Once, again, you're making the blanket assumption that people who don't like Brawl are better at it than those who do like it. And as a correlation, the game requires less skill because, obviously, that's the only way they can't be winning consistently. You've backed up your claim of technical skill by stating what Melee required. You can't possibly prove, so early on, that Brawl doesn't have any technical skill (New, undiscovered, and/or different != None). You have not backed up your claim that these people are losing due to this lack of technical skill requirement.
This is the argument:
Brawl lacks many of the things which made melee competitive. Here's a list for you:
Mental Battles on Approach
Melee: Melee revolved around outsmarting your opponent on an approach, always by making them think you were going to do one thing (attacking, dashing, rolling), then doing another. The speed of the game, along with the variety of approach options (wavedashing, dashdancing,, triangle jumping, dash attacking, shffling, wavelanding, retreating, rolling, dodging) made this the single most competitive aspect of melee. You'll never see pros standing still in the game. Note that there are many, many more approach options beyond what I listed, especially when you get into character specifics.
Brawl: Brawl has very, very few approach options. Each one is incredibly predictable and easily punishable. You can dash, dash attack, aerial attack, air dodge, or roll. Each one is visible from a mile away. Because of this, approaching is no longer the most viable strategy. Rather, the best strategy is to sit across the stage and lob projectiles all match.
The difference:
There's no real way to be a mental step ahead of your opponent. If you play a fast character, you can easily predict an approach, and react accordingly. This does not mean Brawl is not competitive; rather, it means that it is
less competitive in this area due to more limitations.
Punishment
Melee: In Melee, the significance of the approach was directly linked to the significance of the punishment. Once you successfully approached, you needed to deal in as much punishment as possible. For Marth, this usually mean Fair combos. For Fox and Falco, this meant shine combos. The point is, the better player would have won the approach and been rewarded accordingly.

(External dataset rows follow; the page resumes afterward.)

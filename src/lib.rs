// Prestogres - Presto results and catalog for PostgreSQL clients
// Core library

pub mod config;
pub mod federation;
pub mod metrics;
pub mod observability;

pub use config::{BridgeConfig, LoggingConfig, NamespacePolicy};
pub use federation::{
    Bridge, CatalogSynchronizer, Clock, ExpiryCache, ManualClock, MaterializeSummary,
    ResultMaterializer, SchemaMap, SyncOutcome, SystemClock,
};
pub use prestogres_core::{BridgeError, BridgeResult, ConnectionInfo, ErrorKind};
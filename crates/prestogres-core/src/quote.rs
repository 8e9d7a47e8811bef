// SPDX-License-Identifier: Apache-2.0

//! PostgreSQL identifier quoting.

/// Quotes an identifier, doubling embedded quotes.
///
/// Always quotes so mixed-case remote names survive case folding.
pub fn quote_ident(name: &str) -> String {
    format!("\"{}\"", name.replace('"', "\"\""))
}
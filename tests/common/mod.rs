// SPDX-License-Identifier: Apache-2.0

//! In-memory collaborators shared by the integration tests.

#![allow(dead_code)]

use std::collections::{BTreeMap, BTreeSet};
use std::sync::atomic::{AtomicUsize, Ordering};
use std::sync::Arc;

use async_trait::async_trait;
use parking_lot::Mutex;
use sqlparser::dialect::PostgreSqlDialect;
use sqlparser::parser::Parser;

use prestogres_core::error::DUPLICATE_SCHEMA_SQLSTATE;
use prestogres_core::{
    BridgeError, BridgeResult, CatalogResult, ColumnDescriptor, ConnectionInfo, LocalExecutor,
    PreparedStatement, RemoteCatalogReader, RemoteQuery, RemoteQueryEngine, Row, Value,
};
use prestogres_sql::catalog_queries::{LOCAL_BASE_TABLES_SQL, LOCAL_SCHEMAS_SQL, REMOTE_COLUMNS_SQL};

pub fn conn() -> ConnectionInfo {
    ConnectionInfo::new("coordinator:8080", "alice", "hive", "default")
}

pub fn text(s: &str) -> Value {
    Value::Text(s.to_string())
}

/// `count` rows of `width` columns; column 0 holds the row number.
pub fn numbered_rows(count: usize, width: usize) -> Vec<Row> {
    (0..count)
        .map(|i| {
            let mut values = vec![Value::Int(i as i64)];
            for c in 1..width {
                values.push(Value::Text(format!("r{i}c{c}")));
            }
            Row::new(values)
        })
        .collect()
}

/// `width` columns: a bigint followed by varchars.
pub fn numbered_columns(width: usize) -> Vec<ColumnDescriptor> {
    (0..width)
        .map(|c| {
            if c == 0 {
                ColumnDescriptor::new("id", "bigint", true)
            } else {
                ColumnDescriptor::new(format!("c{c}"), "varchar", true)
            }
        })
        .collect()
}

// ==================== Remote query engine ====================

/// Remote engine serving one fixed result
pub struct FakeRemote {
    columns: Vec<ColumnDescriptor>,
    rows: Vec<Row>,
    pub fail_open: Option<String>,
    pub fail_at_row: Option<usize>,
    pub fail_close: bool,
    pub opened: AtomicUsize,
    pub closed: Arc<AtomicUsize>,
    pub pulled: Arc<AtomicUsize>,
}

impl FakeRemote {
    pub fn new(columns: Vec<ColumnDescriptor>, rows: Vec<Row>) -> Self {
        Self {
            columns,
            rows,
            fail_open: None,
            fail_at_row: None,
            fail_close: false,
            opened: AtomicUsize::new(0),
            closed: Arc::new(AtomicUsize::new(0)),
            pulled: Arc::new(AtomicUsize::new(0)),
        }
    }

    pub fn failing_open(mut self, message: &str) -> Self {
        self.fail_open = Some(message.to_string());
        self
    }

    /// `next_row` fails instead of returning row `index`.
    pub fn failing_at_row(mut self, index: usize) -> Self {
        self.fail_at_row = Some(index);
        self
    }

    pub fn failing_close(mut self) -> Self {
        self.fail_close = true;
        self
    }

    pub fn opened(&self) -> usize {
        self.opened.load(Ordering::SeqCst)
    }

    pub fn closed(&self) -> usize {
        self.closed.load(Ordering::SeqCst)
    }

    pub fn pulled(&self) -> usize {
        self.pulled.load(Ordering::SeqCst)
    }
}

#[async_trait]
impl RemoteQueryEngine for FakeRemote {
    fn engine_id(&self) -> &'static str {
        "fake"
    }

    async fn open(&self, _conn: &ConnectionInfo, _query: &str) -> BridgeResult<Box<dyn RemoteQuery>> {
        self.opened.fetch_add(1, Ordering::SeqCst);
        if let Some(message) = &self.fail_open {
            return Err(BridgeError::remote_query_named(message.clone(), "SYNTAX_ERROR"));
        }
        Ok(Box::new(FakeQuery {
            columns: self.columns.clone(),
            rows: self.rows.clone().into_iter(),
            position: 0,
            fail_at_row: self.fail_at_row,
            fail_close: self.fail_close,
            closed: Arc::clone(&self.closed),
            pulled: Arc::clone(&self.pulled),
        }))
    }
}

pub struct FakeQuery {
    columns: Vec<ColumnDescriptor>,
    rows: std::vec::IntoIter<Row>,
    position: usize,
    fail_at_row: Option<usize>,
    fail_close: bool,
    closed: Arc<AtomicUsize>,
    pulled: Arc<AtomicUsize>,
}
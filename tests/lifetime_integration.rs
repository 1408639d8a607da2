//! Integration tests for the depletion/harvesting engine
//!
//! These tests drive complete runs through the public API:
//! - a node at the sink never dies
//! - a distant battery node dies at an exact round
//! - a fully charged twin population outlives its battery-only twin
//! - invalid configurations are rejected before any round runs

use rand::SeedableRng;
use rand_chacha::ChaCha8Rng;

use wsn_lifetime::core::config::{FieldConfig, HarvestConfig, PopulationSpec};
use wsn_lifetime::deployment::Deployment;
use wsn_lifetime::weather::{ConstantHarvest, HarvestFactor, WeatherProbabilities};
use wsn_lifetime::{simulate, ConfigError, Simulation, SimulationConfig};

fn single_node_config(rounds: u32) -> SimulationConfig {
    SimulationConfig {
        num_nodes: 1,
        total_rounds: rounds,
        initial_energy: 0.5,
        loss_coefficient: 1e-6,
        populations: vec![PopulationSpec::standard()],
        ..Default::default()
    }
}

#[test]
fn test_node_at_sink_never_dies() {
    let rounds = 1000;
    let deployment = Deployment::from_distances(vec![0.0]).unwrap();
    let sim = Simulation::with_parts(
        single_node_config(rounds),
        deployment,
        Box::new(ConstantHarvest(HarvestFactor::None)),
    )
    .unwrap();
    let output = sim.run();

    let series = output.population("standard").unwrap();
    assert!(series.alive_count.iter().all(|&a| a == 1));
    for (r, &t) in series.cumulative_throughput.iter().enumerate() {
        assert_eq!(t, r as u64 + 1);
    }
    assert_eq!(series.total_throughput(), rounds as u64);
    assert_eq!(series.milestones.first_death, None);

    let node = &output.snapshot("standard").unwrap().nodes[0];
    assert!(node.alive);
    assert_eq!(node.energy, 0.5);
}

#[test]
fn test_distant_node_dies_on_fiftieth_update() {
    // loss = 1e-6 * 100^2 = 0.01 per round; 0.5 J lasts 50 updates
    let deployment = Deployment::from_distances(vec![100.0]).unwrap();
    let sim = Simulation::with_parts(
        single_node_config(120),
        deployment,
        Box::new(ConstantHarvest(HarvestFactor::None)),
    )
    .unwrap();
    assert_eq!(sim.model().rounds_to_depletion(100.0), Some(50));

    let output = sim.run();
    let series = output.population("standard").unwrap();

    assert!(series.alive_count[..49].iter().all(|&a| a == 1));
    assert!(series.alive_count[49..].iter().all(|&a| a == 0));
    assert_eq!(series.alive_count.len(), 120);
    assert_eq!(series.total_throughput(), 49);
    assert_eq!(series.milestones.first_death, Some(49));
    assert_eq!(series.milestones.last_death, Some(49));

    let node = &output.snapshot("standard").unwrap().nodes[0];
    assert!(!node.alive);
    assert_eq!(node.energy, 0.0);
}

#[test]
fn test_full_sun_twin_outlives_battery_twin() {
    let nodes = 50;
    let rounds = 2000;
    let config = SimulationConfig {
        num_nodes: nodes,
        total_rounds: rounds,
        // Worst-case loss in a 100m field is 1e-6 * 70.7^2 = 0.005
        base_charge_rate: 0.01,
        ..Default::default()
    };
    let mut rng = ChaCha8Rng::seed_from_u64(2024);
    let deployment = Deployment::random(&FieldConfig::default(), nodes, &mut rng);

    let output = Simulation::with_parts(
        config,
        deployment,
        Box::new(ConstantHarvest(HarvestFactor::Full)),
    )
    .unwrap()
    .run();

    let solar = output.population("solar").unwrap();
    let standard = output.population("standard").unwrap();

    assert!(solar.alive_count.iter().all(|&a| a == nodes));
    assert_eq!(solar.total_throughput(), nodes as u64 * rounds as u64);
    assert!(standard.final_alive() < nodes);
    assert!(standard.total_throughput() < solar.total_throughput());
    assert!(standard.milestones.first_death.is_some());
}

#[test]
fn test_always_sunny_weather_config_matches_constant_harvest() {
    let base = SimulationConfig {
        num_nodes: 30,
        total_rounds: 600,
        base_charge_rate: 0.01,
        ..Default::default()
    };
    let sunny = simulate(SimulationConfig {
        weather: WeatherProbabilities {
            sunny: 1.0,
            cloudy: 0.0,
            rainy: 0.0,
        },
        ..base.clone()
    })
    .unwrap();
    let constant = simulate(SimulationConfig {
        harvest: HarvestConfig::Constant {
            factor: HarvestFactor::Full,
        },
        ..base
    })
    .unwrap();

    assert_eq!(sunny.populations, constant.populations);
    assert!(sunny.harvest.iter().all(|h| *h == Some(HarvestFactor::Full)));
}

#[test]
fn test_stochastic_comparison_favours_solar() {
    let output = simulate(SimulationConfig::default()).unwrap();
    let solar = output.population("solar").unwrap();
    let standard = output.population("standard").unwrap();

    assert_eq!(output.statistics.rounds_simulated, 2000);
    for r in 0..2000 {
        assert!(solar.alive_count[r] >= standard.alive_count[r]);
    }
    assert!(solar.total_throughput() >= standard.total_throughput());

    // Both populations sit on the same deployment
    let a = output.snapshot("solar").unwrap();
    let b = output.snapshot("standard").unwrap();
    for (x, y) in a.nodes.iter().zip(&b.nodes) {
        assert_eq!((x.id, x.x, x.y, x.distance), (y.id, y.x, y.y, y.distance));
    }
}

#[test]
fn test_runs_past_total_depletion() {
    let config = SimulationConfig {
        num_nodes: 10,
        total_rounds: 500,
        initial_energy: 0.001,
        populations: vec![PopulationSpec::standard()],
        field: FieldConfig {
            size: 100.0,
            sink_x: -1000.0,
            sink_y: -1000.0,
        },
        ..Default::default()
    };
    let output = simulate(config).unwrap();
    let series = output.population("standard").unwrap();

    // Every node is > 1000m away: 1 J per round kills all of them in round 0
    assert_eq!(series.alive_count.len(), 500);
    assert!(series.alive_count.iter().all(|&a| a == 0));
    assert_eq!(series.total_throughput(), 0);
    assert_eq!(series.milestones.last_death, Some(0));
}

#[test]
fn test_rejects_zero_rounds() {
    let config = SimulationConfig {
        total_rounds: 0,
        ..Default::default()
    };
    assert!(matches!(simulate(config), Err(ConfigError::NoRounds)));
}

#[test]
fn test_rejects_probabilities_summing_below_one() {
    let config = SimulationConfig {
        weather: WeatherProbabilities {
            sunny: 0.6,
            cloudy: 0.3,
            rainy: 0.05,
        },
        ..Default::default()
    };
    let err = Simulation::new(config).err().unwrap();
    match err {
        ConfigError::ProbabilitySum(sum) => assert!((sum - 0.95).abs() < 1e-9),
        other => panic!("unexpected error: {other}"),
    }
}

#[test]
fn test_default_scenario_file_loads() {
    let path = std::path::Path::new(env!("CARGO_MANIFEST_DIR")).join("scenarios/default.toml");
    let config = SimulationConfig::load_from_toml(&path).unwrap();
    assert_eq!(config, SimulationConfig::default());
}

#[test]
fn test_day_night_scenario_file_runs() {
    let path = std::path::Path::new(env!("CARGO_MANIFEST_DIR")).join("scenarios/day_night.toml");
    let config = SimulationConfig::load_from_toml(&path).unwrap();
    assert!(matches!(config.harvest, HarvestConfig::DayNight { .. }));

    let output = simulate(config).unwrap();
    assert_eq!(output.populations.len(), 2);
}
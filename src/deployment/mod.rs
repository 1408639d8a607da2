//! Sensor deployment
//!
//! Places nodes in the field and measures their distance to the sink. A
//! single deployment is shared by every population of a run so that the
//! populations differ only in their harvesting capability.

use rand::Rng;
use serde::{Deserialize, Serialize};

use crate::core::config::FieldConfig;
use crate::core::error::ConfigError;
use crate::core::types::Vec2;

/// Node positions and their fixed distances to the sink
#[derive(Debug, Clone, PartialEq)]
pub struct Deployment {
    sink: Vec2,
    positions: Vec<Vec2>,
    distances: Vec<f64>,
}

/// Distance statistics for the energy map view
#[derive(Debug, Clone, Copy, PartialEq, Serialize, Deserialize)]
pub struct DistanceSummary {
    pub min: f64,
    pub mean: f64,
    pub max: f64,
}

impl Deployment {
    /// Uniform random placement over `[0, size)^2`
    pub fn random<R: Rng>(field: &FieldConfig, num_nodes: u32, rng: &mut R) -> Self {
        let sink = Vec2::new(field.sink_x, field.sink_y);
        let positions: Vec<Vec2> = (0..num_nodes)
            .map(|_| Vec2::new(rng.gen_range(0.0..field.size), rng.gen_range(0.0..field.size)))
            .collect();
        let distances = positions.iter().map(|p| p.distance(&sink)).collect();

        tracing::debug!(
            nodes = num_nodes,
            size = field.size,
            "deployed nodes uniformly over field"
        );

        Self {
            sink,
            positions,
            distances,
        }
    }

    /// Deployment from known positions
    pub fn from_positions(sink: Vec2, positions: Vec<Vec2>) -> Result<Self, ConfigError> {
        if !sink.is_finite() {
            return Err(ConfigError::InvalidSink(sink.x, sink.y));
        }
        let distances: Vec<f64> = positions.iter().map(|p| p.distance(&sink)).collect();
        check_distances(&distances)?;
        Ok(Self {
            sink,
            positions,
            distances,
        })
    }

    /// Deployment from bare distances; nodes are laid out along the x axis
    /// from a sink at the origin so snapshots still carry coordinates.
    pub fn from_distances(distances: Vec<f64>) -> Result<Self, ConfigError> {
        check_distances(&distances)?;
        let positions = distances.iter().map(|&d| Vec2::new(d, 0.0)).collect();
        Ok(Self {
            sink: Vec2::default(),
            positions,
            distances,
        })
    }

    pub fn len(&self) -> usize {
        self.distances.len()
    }

    pub fn is_empty(&self) -> bool {
        self.distances.is_empty()
    }

    pub fn sink(&self) -> Vec2 {
        self.sink
    }

    pub fn positions(&self) -> &[Vec2] {
        &self.positions
    }

    pub fn distances(&self) -> &[f64] {
        &self.distances
    }

    pub fn distance_summary(&self) -> Option<DistanceSummary> {
        if self.distances.is_empty() {
            return None;
        }
        let min = self.distances.iter().copied().fold(f64::INFINITY, f64::min);
        let max = self.distances.iter().copied().fold(0.0, f64::max);
        let mean = self.distances.iter().sum::<f64>() / self.distances.len() as f64;
        Some(DistanceSummary { min, mean, max })
    }
}

fn check_distances(distances: &[f64]) -> Result<(), ConfigError> {
    for (index, &distance) in distances.iter().enumerate() {
        if !(distance.is_finite() && distance >= 0.0) {
            return Err(ConfigError::InvalidDistance { index, distance });
        }
    }
    Ok(())
}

Brawl: In Brawl, the significance of the approach is entirely indirectly linked to punishment. Lower hitstun makes it impossible to truly punish someone after a successful approach; in fact, most moves will lead to the attacker being punished more. For example: Wario has the following attack approaches: Dash Attack, Dash-cancelled upsmash, Bike, sh dair, sh fair, sh bair. At low percentages, any character will be able to recover almost immediately from hitstun and knock the beans outta Wario, despite Wario having made a successful approach.
The Difference
In Melee, the approach was only half the game. Once you started the punishment, it took quite a bit of skill to keep it going. In Brawl, even if you don't get punished for your approach, any decent player will use the crazy DI to prevent you from getting a followup. So why even approach? Again, Brawl is limited here, because there's no risk-reward.
Tripping
Melee: Moot. Did not have tripping.
Brawl: Tripping is entirely restrictive. Say we discover good ways to punish people. If they involve dashing, there's automatically a chance that even the
best approach will fail.
The Difference
Tripping is entirely random. You claim to know how to trip; please share with the community. Extensive testing has shown that there is a 1% chance to trip on every dash animation.
Randomness is the bane of competitive smash. I've already listed two ways in which the risk outweighs the reward in Brawl's approach system; tripping is a third. Some people try to bring in different games as comparison... my favorite one so far has been Magic: the Gathering. Even in this seemingly random card game, the best players are the ones who minimize randomness. You'll see good players win consistently simply because they never fall victim to chance.
MAIN POINT
Brawl, right now, as a competitive game, does not allow for much more than camping and spamming. This is not a difficult strategy. Yes, some do it better than others... but let's say, for example, that I'm better than my friend at Brawl. I make better decisions, I play smarter, I play faster. However, since projectile spamming is incredibly easy, and I do not have a reliable method of approach, the skill gap is weakened. We are both at the same skill level, because we are both equally good at the dominant victory strategy--camping. The fundamentals which make games competitive do not exist--it's simply a question of who caves first in the projectile wars, and whether or not they get lucky with their approach. This is what it means for Brawl to be less competitive.